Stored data
__________________________________________________

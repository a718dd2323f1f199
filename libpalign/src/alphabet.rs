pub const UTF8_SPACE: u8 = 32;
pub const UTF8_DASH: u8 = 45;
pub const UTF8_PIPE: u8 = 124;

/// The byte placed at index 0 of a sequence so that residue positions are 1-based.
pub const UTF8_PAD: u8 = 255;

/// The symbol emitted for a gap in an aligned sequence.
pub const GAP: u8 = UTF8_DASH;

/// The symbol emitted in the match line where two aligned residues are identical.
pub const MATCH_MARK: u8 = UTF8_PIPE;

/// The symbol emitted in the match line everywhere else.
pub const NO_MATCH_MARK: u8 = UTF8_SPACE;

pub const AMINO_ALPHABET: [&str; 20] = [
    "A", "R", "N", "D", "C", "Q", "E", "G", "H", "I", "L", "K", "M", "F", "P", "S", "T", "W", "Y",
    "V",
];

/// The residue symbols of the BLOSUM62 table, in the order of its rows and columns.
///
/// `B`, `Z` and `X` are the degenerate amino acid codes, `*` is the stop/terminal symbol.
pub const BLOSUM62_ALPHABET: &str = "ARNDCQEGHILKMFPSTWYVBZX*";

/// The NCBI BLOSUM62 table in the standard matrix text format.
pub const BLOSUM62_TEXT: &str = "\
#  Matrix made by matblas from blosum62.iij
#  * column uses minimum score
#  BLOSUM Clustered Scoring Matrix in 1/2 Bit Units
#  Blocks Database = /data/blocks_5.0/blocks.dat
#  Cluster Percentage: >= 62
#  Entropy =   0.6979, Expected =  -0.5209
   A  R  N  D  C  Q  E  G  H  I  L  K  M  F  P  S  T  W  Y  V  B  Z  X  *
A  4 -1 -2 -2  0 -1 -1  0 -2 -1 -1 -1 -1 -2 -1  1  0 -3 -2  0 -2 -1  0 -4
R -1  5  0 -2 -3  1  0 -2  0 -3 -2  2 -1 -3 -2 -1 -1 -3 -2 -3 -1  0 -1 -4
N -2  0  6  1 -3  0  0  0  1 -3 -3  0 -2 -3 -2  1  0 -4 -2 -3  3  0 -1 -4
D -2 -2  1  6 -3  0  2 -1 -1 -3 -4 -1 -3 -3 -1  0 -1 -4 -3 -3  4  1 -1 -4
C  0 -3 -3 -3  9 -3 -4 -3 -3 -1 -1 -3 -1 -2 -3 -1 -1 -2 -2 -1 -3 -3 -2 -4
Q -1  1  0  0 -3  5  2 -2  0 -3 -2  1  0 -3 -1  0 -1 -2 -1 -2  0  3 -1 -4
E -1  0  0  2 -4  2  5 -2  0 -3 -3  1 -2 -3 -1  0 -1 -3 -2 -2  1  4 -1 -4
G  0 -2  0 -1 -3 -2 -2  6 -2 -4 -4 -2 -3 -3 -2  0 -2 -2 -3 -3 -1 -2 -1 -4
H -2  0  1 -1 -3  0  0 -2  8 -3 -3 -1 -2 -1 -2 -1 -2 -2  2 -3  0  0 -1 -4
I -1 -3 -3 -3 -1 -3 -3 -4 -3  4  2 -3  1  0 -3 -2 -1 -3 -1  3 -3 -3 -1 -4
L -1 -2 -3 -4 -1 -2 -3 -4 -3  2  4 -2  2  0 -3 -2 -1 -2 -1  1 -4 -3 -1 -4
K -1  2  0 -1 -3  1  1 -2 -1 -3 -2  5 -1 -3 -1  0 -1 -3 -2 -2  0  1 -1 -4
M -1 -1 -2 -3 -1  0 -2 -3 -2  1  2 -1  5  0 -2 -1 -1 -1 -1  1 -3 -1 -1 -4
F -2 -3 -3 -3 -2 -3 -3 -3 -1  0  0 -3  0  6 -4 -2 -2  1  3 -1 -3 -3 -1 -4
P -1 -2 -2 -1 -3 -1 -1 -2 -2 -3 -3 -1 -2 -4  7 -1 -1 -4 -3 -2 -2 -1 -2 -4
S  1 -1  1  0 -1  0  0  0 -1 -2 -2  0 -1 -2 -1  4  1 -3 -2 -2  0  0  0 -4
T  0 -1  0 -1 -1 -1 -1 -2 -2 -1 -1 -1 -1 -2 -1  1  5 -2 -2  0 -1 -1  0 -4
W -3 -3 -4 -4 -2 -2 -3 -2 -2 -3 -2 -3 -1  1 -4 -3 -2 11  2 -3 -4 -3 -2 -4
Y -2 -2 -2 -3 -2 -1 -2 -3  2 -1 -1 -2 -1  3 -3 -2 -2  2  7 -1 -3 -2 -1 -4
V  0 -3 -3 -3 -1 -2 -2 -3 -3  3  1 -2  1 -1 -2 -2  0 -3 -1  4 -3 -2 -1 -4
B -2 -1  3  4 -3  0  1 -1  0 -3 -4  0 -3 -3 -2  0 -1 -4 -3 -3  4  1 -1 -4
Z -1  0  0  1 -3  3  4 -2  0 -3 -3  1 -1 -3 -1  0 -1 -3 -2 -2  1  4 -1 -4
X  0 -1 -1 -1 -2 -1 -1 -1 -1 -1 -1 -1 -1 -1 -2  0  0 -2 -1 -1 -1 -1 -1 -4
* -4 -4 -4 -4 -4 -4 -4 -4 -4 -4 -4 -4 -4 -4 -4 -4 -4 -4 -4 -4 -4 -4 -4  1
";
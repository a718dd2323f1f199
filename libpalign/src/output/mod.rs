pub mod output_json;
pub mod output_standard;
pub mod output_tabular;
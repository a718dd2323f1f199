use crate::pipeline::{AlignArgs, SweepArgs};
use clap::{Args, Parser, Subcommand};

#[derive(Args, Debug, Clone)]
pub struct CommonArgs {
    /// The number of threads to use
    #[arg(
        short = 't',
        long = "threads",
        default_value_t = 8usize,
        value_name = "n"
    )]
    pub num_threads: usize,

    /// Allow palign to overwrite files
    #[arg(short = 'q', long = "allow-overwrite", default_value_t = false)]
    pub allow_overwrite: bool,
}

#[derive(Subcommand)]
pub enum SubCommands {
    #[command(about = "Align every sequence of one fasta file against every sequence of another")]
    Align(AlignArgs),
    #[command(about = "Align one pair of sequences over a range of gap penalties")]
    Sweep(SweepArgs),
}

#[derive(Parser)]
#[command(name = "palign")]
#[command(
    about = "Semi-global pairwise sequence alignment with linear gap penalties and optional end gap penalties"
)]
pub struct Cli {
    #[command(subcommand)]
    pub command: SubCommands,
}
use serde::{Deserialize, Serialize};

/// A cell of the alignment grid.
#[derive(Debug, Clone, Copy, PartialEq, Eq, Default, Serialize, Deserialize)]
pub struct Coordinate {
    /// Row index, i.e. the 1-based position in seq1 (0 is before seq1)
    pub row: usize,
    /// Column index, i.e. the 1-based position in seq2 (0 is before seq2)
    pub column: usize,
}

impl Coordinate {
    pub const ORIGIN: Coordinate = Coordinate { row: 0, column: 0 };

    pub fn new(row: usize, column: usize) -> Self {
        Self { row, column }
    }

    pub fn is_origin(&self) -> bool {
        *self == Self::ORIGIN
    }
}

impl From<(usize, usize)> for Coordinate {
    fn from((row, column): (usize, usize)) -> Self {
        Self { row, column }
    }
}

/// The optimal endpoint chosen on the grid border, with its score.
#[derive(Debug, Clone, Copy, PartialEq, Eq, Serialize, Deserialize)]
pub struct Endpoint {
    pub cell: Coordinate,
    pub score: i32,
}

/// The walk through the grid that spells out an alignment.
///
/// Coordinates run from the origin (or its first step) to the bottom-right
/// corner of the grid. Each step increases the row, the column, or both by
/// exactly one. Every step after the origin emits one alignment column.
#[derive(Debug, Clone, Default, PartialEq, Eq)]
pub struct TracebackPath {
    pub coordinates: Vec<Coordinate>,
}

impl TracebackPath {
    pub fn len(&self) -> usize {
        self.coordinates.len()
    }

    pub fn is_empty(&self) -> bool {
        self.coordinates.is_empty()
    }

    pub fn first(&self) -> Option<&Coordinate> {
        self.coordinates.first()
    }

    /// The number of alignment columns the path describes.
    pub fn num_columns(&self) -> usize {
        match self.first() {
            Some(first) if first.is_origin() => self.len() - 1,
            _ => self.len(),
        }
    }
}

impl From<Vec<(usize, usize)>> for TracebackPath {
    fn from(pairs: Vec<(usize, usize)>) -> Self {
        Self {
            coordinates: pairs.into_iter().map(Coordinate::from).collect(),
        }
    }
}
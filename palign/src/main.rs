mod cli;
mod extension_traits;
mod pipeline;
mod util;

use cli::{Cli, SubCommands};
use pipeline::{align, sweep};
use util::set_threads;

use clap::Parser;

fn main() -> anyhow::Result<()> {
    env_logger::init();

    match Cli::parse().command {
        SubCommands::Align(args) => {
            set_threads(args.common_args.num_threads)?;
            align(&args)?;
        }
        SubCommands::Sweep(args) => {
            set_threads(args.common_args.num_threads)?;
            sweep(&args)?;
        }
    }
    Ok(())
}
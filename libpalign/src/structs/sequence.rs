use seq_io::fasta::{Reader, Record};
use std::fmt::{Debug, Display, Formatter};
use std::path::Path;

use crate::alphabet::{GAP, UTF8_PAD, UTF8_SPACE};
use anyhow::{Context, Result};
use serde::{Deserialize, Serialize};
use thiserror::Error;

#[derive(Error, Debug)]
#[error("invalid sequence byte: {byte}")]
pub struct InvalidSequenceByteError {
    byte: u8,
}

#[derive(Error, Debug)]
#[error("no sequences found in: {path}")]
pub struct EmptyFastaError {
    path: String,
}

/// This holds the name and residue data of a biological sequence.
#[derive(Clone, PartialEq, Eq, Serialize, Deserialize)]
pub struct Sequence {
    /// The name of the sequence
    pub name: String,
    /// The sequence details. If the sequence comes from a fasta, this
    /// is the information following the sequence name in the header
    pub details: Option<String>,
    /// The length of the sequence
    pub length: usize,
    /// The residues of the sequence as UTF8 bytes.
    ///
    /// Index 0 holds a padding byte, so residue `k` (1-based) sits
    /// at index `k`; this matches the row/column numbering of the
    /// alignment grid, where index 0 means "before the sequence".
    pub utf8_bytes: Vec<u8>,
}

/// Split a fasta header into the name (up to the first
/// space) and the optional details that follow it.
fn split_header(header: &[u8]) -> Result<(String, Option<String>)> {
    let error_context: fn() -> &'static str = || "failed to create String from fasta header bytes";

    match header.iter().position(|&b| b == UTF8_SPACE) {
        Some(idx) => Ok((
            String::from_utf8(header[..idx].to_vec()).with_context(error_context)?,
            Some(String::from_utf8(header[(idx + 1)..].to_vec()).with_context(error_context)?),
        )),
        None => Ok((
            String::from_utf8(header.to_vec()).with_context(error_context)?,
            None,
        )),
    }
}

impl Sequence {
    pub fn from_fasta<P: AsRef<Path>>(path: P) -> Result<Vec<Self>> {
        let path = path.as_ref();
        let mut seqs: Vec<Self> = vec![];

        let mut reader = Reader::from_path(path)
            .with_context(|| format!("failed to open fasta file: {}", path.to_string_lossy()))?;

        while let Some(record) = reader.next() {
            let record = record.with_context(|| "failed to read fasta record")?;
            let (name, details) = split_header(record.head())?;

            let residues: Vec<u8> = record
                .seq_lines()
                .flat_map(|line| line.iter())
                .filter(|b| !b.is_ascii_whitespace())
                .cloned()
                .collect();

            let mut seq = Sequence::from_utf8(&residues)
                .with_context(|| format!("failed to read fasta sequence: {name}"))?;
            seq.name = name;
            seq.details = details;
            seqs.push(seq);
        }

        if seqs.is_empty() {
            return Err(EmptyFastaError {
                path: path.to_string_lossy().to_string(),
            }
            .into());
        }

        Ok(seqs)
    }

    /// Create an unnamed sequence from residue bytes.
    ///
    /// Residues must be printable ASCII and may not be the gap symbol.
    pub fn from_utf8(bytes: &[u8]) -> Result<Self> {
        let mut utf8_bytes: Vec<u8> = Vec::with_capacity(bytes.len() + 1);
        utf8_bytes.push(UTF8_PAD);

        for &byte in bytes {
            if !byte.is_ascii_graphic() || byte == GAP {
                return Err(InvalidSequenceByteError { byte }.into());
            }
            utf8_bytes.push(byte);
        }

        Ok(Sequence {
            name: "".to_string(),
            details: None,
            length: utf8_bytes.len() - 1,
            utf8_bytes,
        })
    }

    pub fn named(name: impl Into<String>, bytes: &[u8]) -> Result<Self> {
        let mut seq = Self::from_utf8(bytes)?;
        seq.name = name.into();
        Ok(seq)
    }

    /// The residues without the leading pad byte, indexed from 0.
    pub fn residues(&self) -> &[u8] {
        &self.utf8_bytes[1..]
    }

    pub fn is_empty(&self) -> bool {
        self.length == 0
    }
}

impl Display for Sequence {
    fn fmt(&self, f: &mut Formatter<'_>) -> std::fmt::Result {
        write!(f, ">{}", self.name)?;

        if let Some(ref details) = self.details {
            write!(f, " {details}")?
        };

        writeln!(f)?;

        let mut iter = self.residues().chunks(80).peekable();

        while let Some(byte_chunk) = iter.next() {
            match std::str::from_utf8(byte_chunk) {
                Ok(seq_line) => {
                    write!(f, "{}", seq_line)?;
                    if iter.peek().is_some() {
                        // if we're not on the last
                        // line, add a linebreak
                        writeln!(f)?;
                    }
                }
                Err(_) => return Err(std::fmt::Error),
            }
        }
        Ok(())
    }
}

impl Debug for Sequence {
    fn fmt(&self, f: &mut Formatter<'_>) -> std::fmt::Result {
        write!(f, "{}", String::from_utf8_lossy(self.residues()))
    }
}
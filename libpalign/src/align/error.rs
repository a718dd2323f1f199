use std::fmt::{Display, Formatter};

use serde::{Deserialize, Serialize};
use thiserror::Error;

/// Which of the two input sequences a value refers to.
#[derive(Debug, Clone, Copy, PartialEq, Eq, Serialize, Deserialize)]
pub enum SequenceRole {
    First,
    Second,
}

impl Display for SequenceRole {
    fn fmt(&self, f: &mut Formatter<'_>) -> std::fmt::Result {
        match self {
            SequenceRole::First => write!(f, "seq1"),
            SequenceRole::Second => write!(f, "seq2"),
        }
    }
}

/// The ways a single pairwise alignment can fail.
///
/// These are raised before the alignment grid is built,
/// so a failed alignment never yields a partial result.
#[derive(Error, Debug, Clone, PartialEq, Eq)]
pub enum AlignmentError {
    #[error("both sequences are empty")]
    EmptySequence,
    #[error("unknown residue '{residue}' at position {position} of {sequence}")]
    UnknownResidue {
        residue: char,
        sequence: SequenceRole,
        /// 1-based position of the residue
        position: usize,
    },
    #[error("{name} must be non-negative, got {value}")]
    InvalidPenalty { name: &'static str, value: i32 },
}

__________________________________________________

WHAT YOU WILL DO:
Copy each line above that contains the string "pairs".

YOUR SOLUTION:
    fn from(pairs: Vec<(usize, usize)>) -> Self {
            coordinates: pairs.into_iter().map(Coordinate::from).collect(),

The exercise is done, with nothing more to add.